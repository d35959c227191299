//! File-based key-value store.
//!
//! Stores each record as a JSON file in a directory.

use std::io::ErrorKind;
use std::path::{Path, PathBuf};
use std::time::Duration as StdDuration;

use async_trait::async_trait;
use chrono::{DateTime, Duration, Utc};
use serde::{Deserialize, Serialize};

use super::store::{KeyValueStore, retain_until};
use crate::GateError;
use crate::crypto::generate_token;

/// Age after which leftover `.tmp` and `.claimed` files are swept.
const STALE_AFTER: StdDuration = StdDuration::from_secs(300);

#[derive(Debug, Serialize, Deserialize)]
struct FileRecord {
    value: String,
    retain_until: DateTime<Utc>,
}

/// File-based key-value store.
///
/// Each record is written to `{key}.json` in the configured directory.
/// Writes go through a temporary file and a rename, and `take` claims a
/// record by renaming it away before reading it. Renames within one
/// directory are atomic, so only one caller can claim a given record.
///
/// # Example
///
/// ```rust,ignore
/// use quizgate::FileKeyValueStore;
///
/// let store = FileKeyValueStore::new("/var/lib/quizgate/tokens")?;
/// ```
pub struct FileKeyValueStore {
    directory: PathBuf,
}

impl FileKeyValueStore {
    /// Creates a new file store, creating the directory if it doesn't exist.
    ///
    /// # Errors
    ///
    /// Returns `GateError::StoreUnavailable` if the directory cannot be created.
    pub fn new(directory: impl Into<PathBuf>) -> Result<Self, GateError> {
        let dir = directory.into();
        std::fs::create_dir_all(&dir).map_err(|e| {
            GateError::StoreUnavailable(format!("failed to create store directory: {e}"))
        })?;
        Ok(Self { directory: dir })
    }

    fn record_path(&self, key: &str) -> PathBuf {
        self.directory.join(format!("{key}.json"))
    }

    fn read_record(path: &PathBuf) -> Result<Option<FileRecord>, GateError> {
        let content = match std::fs::read_to_string(path) {
            Ok(content) => content,
            Err(e) if e.kind() == ErrorKind::NotFound => return Ok(None),
            Err(e) => {
                return Err(GateError::StoreUnavailable(format!(
                    "failed to read record: {e}"
                )));
            }
        };

        serde_json::from_str(&content)
            .map(Some)
            .map_err(|e| GateError::StoreUnavailable(format!("failed to parse record: {e}")))
    }

    /// Removes records whose retention has elapsed, along with temporary and
    /// claim files left behind by interrupted writes or takes.
    ///
    /// Returns the number of records removed.
    ///
    /// # Errors
    ///
    /// Returns `GateError::StoreUnavailable` if the directory cannot be read.
    pub fn prune_expired(&self) -> Result<u64, GateError> {
        let entries = std::fs::read_dir(&self.directory).map_err(|e| {
            GateError::StoreUnavailable(format!("failed to read store directory: {e}"))
        })?;

        let now = Utc::now();
        let mut pruned = 0u64;

        for entry in entries.flatten() {
            let path = entry.path();

            if path.extension().is_some_and(|ext| ext == "json") {
                if let Ok(Some(record)) = Self::read_record(&path) {
                    if record.retain_until <= now && std::fs::remove_file(&path).is_ok() {
                        pruned += 1;
                    }
                }
            } else if is_leftover(&path) && is_stale(&entry) {
                if let Err(e) = std::fs::remove_file(&path) {
                    log::warn!(
                        target: "quizgate::one_time",
                        "msg=\"failed to sweep leftover file\" path={} error=\"{e}\"",
                        path.display()
                    );
                }
            }
        }

        Ok(pruned)
    }
}

fn is_leftover(path: &Path) -> bool {
    path.extension()
        .is_some_and(|ext| ext == "tmp" || ext == "claimed")
}

fn is_stale(entry: &std::fs::DirEntry) -> bool {
    entry
        .metadata()
        .and_then(|meta| meta.modified())
        .ok()
        .and_then(|modified| modified.elapsed().ok())
        .is_some_and(|age| age >= STALE_AFTER)
}

/// Keys become file names, so only a conservative alphabet is accepted.
fn valid_key(key: &str) -> bool {
    !key.is_empty()
        && key.len() <= 128
        && key
            .chars()
            .all(|c| c.is_ascii_alphanumeric() || c == '-' || c == '_')
}

#[async_trait]
impl KeyValueStore for FileKeyValueStore {
    async fn set(&self, key: &str, value: String, ttl: Duration) -> Result<(), GateError> {
        if !valid_key(key) {
            return Err(GateError::Malformed);
        }

        let record = FileRecord {
            value,
            retain_until: retain_until(ttl),
        };
        let content = serde_json::to_string(&record)
            .map_err(|e| GateError::StoreUnavailable(format!("failed to serialize record: {e}")))?;

        let tmp = self.directory.join(format!(".{key}.{}.tmp", generate_token(8)));
        std::fs::write(&tmp, content)
            .map_err(|e| GateError::StoreUnavailable(format!("failed to write record: {e}")))?;
        std::fs::rename(&tmp, self.record_path(key)).map_err(|e| {
            let _ = std::fs::remove_file(&tmp);
            GateError::StoreUnavailable(format!("failed to commit record: {e}"))
        })?;

        Ok(())
    }

    async fn get(&self, key: &str) -> Result<Option<String>, GateError> {
        // Guards against path traversal
        if !valid_key(key) {
            return Ok(None);
        }

        Ok(Self::read_record(&self.record_path(key))?.map(|record| record.value))
    }

    async fn delete(&self, key: &str) -> Result<(), GateError> {
        if !valid_key(key) {
            return Ok(());
        }

        match std::fs::remove_file(self.record_path(key)) {
            Err(e) if e.kind() != ErrorKind::NotFound => Err(GateError::StoreUnavailable(
                format!("failed to delete record: {e}"),
            )),
            _ => Ok(()),
        }
    }

    async fn take(&self, key: &str) -> Result<Option<String>, GateError> {
        if !valid_key(key) {
            return Ok(None);
        }

        let claimed = self
            .directory
            .join(format!(".{key}.{}.claimed", generate_token(8)));

        match std::fs::rename(self.record_path(key), &claimed) {
            Ok(()) => {}
            Err(e) if e.kind() == ErrorKind::NotFound => return Ok(None),
            Err(e) => {
                return Err(GateError::StoreUnavailable(format!(
                    "failed to claim record: {e}"
                )));
            }
        }

        let record = Self::read_record(&claimed);
        if let Err(e) = std::fs::remove_file(&claimed) {
            log::warn!(
                target: "quizgate::one_time",
                "msg=\"claimed record not removed, left for pruning\" error=\"{e}\""
            );
        }
        Ok(record?.map(|record| record.value))
    }

    fn atomic_take(&self) -> bool {
        true
    }
}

____________________

■ AIM OF THE TASK ■
Copy out every entry again, exactly as it was given.

■ PROBLEM SOLUTION ■
repository d35959c227191299
//! File-based key-value store.
//!
//! Stores each record as a JSON file in a directory.

use std::io::ErrorKind;
use std::path::{Path, PathBuf};
use std::time::Duration as StdDuration;

use async_trait::async_trait;
use chrono::{DateTime, Duration, Utc};
use serde::{Deserialize, Serialize};

use super::store::{KeyValueStore, retain_until};
use crate::GateError;
use crate::crypto::generate_token;

/// Age after which leftover `.tmp` and `.claimed` files are swept.
const STALE_AFTER: StdDuration = StdDuration::from_secs(300);

#[derive(Debug, Serialize, Deserialize)]
struct FileRecord {
    value: String,
    retain_until: DateTime<Utc>,
}

/// File-based key-value store.
///
/// Each record is written to `{key}.json` in the configured directory.
/// Writes go through a temporary file and a rename, and `take` claims a
/// record by renaming it away before reading it. Renames within one
/// directory are atomic, so only one caller can claim a given record.
///
/// # Example
///
/// ```rust,ignore
/// use quizgate::FileKeyValueStore;
///
/// let store = FileKeyValueStore::new("/var/lib/quizgate/tokens")?;
/// ```
pub struct FileKeyValueStore {
    directory: PathBuf,
}

impl FileKeyValueStore {
    /// Creates a new file store, creating the directory if it doesn't exist.
    ///
    /// # Errors
    ///
    /// Returns `GateError::StoreUnavailable` if the directory cannot be created.
    pub fn new(directory: impl Into<PathBuf>) -> Result<Self, GateError> {
        let dir = directory.into();
        std::fs::create_dir_all(&dir).map_err(|e| {
            GateError::StoreUnavailable(format!("failed to create store directory: {e}"))
        })?;
        Ok(Self { directory: dir })
    }

    fn record_path(&self, key: &str) -> PathBuf {
        self.directory.join(format!("{key}.json"))
    }

    fn read_record(path: &PathBuf) -> Result<Option<FileRecord>, GateError> {
        let content = match std::fs::read_to_string(path) {
            Ok(content) => content,
            Err(e) if e.kind() == ErrorKind::NotFound => return Ok(None),
            Err(e) => {
                return Err(GateError::StoreUnavailable(format!(
                    "failed to read record: {e}"
                )));
            }
        };

        serde_json::from_str(&content)
            .map(Some)
            .map_err(|e| GateError::StoreUnavailable(format!("failed to parse record: {e}")))
    }

    /// Removes records whose retention has elapsed, along with temporary and
    /// claim files left behind by interrupted writes or takes.
    ///
    /// Returns the number of records removed.
    ///
    /// # Errors
    ///
    /// Returns `GateError::StoreUnavailable` if the directory cannot be read.
    pub fn prune_expired(&self) -> Result<u64, GateError> {
        let entries = std::fs::read_dir(&self.directory).map_err(|e| {
            GateError::StoreUnavailable(format!("failed to read store directory: {e}"))
        })?;

        let now = Utc::now();
        let mut pruned = 0u64;

        for entry in entries.flatten() {
            let path = entry.path();

            if path.extension().is_some_and(|ext| ext == "json") {
                if let Ok(Some(record)) = Self::read_record(&path) {
                    if record.retain_until <= now && std::fs::remove_file(&path).is_ok() {
                        pruned += 1;
                    }
                }
            } else if is_leftover(&path) && is_stale(&entry) {
                if let Err(e) = std::fs::remove_file(&path) {
                    log::warn!(
                        target: "quizgate::one_time",
                        "msg=\"failed to sweep leftover file\" path={} error=\"{e}\"",
                        path.display()
                    );
                }
            }
        }

        Ok(pruned)
    }
}

fn is_leftover(path: &Path) -> bool {
    path.extension()
        .is_some_and(|ext| ext == "tmp" || ext == "claimed")
}

fn is_stale(entry: &std::fs::DirEntry) -> bool {
    entry
        .metadata()
        .and_then(|meta| meta.modified())
        .ok()
        .and_then(|modified| modified.elapsed().ok())
        .is_some_and(|age| age >= STALE_AFTER)
}

/// Keys become file names, so only a conservative alphabet is accepted.
fn valid_key(key: &str) -> bool {
    !key.is_empty()
        && key.len() <= 128
        && key
            .chars()
            .all(|c| c.is_ascii_alphanumeric() || c == '-' || c == '_')
}

#[async_trait]
impl KeyValueStore for FileKeyValueStore {
    async fn set(&self, key: &str, value: String, ttl: Duration) -> Result<(), GateError> {
        if !valid_key(key) {
            return Err(GateError::Malformed);
        }

        let record = FileRecord {
            value,
            retain_until: retain_until(ttl),
        };
        let content = serde_json::to_string(&record)
            .map_err(|e| GateError::StoreUnavailable(format!("failed to serialize record: {e}")))?;

        let tmp = self.directory.join(format!(".{key}.{}.tmp", generate_token(8)));
        std::fs::write(&tmp, content)
            .map_err(|e| GateError::StoreUnavailable(format!("failed to write record: {e}")))?;
        std::fs::rename(&tmp, self.record_path(key)).map_err(|e| {
            let _ = std::fs::remove_file(&tmp);
            GateError::StoreUnavailable(format!("failed to commit record: {e}"))
        })?;

        Ok(())
    }

    async fn get(&self, key: &str) -> Result<Option<String>, GateError> {
        // Guards against path traversal
        if !valid_key(key) {
            return Ok(None);
        }

        Ok(Self::read_record(&self.record_path(key))?.map(|record| record.value))
    }

    async fn delete(&self, key: &str) -> Result<(), GateError> {
        if !valid_key(key) {
            return Ok(());
        }

        match std::fs::remove_file(self.record_path(key)) {
            Err(e) if e.kind() != ErrorKind::NotFound => Err(GateError::StoreUnavailable(
                format!("failed to delete record: {e}"),
            )),
            _ => Ok(()),
        }
    }

    async fn take(&self, key: &str) -> Result<Option<String>, GateError> {
        if !valid_key(key) {
            return Ok(None);
        }

        let claimed = self
            .directory
            .join(format!(".{key}.{}.claimed", generate_token(8)));

        match std::fs::rename(self.record_path(key), &claimed) {
            Ok(()) => {}
            Err(e) if e.kind() == ErrorKind::NotFound => return Ok(None),
            Err(e) => {
                return Err(GateError::StoreUnavailable(format!(
                    "failed to claim record: {e}"
                )));
            }
        }

        let record = Self::read_record(&claimed);
        if let Err(e) = std::fs::remove_file(&claimed) {
            log::warn!(
                target: "quizgate::one_time",
                "msg=\"claimed record not removed, left for pruning\" error=\"{e}\""
            );
        }
        Ok(record?.map(|record| record.value))
    }

    fn atomic_take(&self) -> bool {
        true
    }
}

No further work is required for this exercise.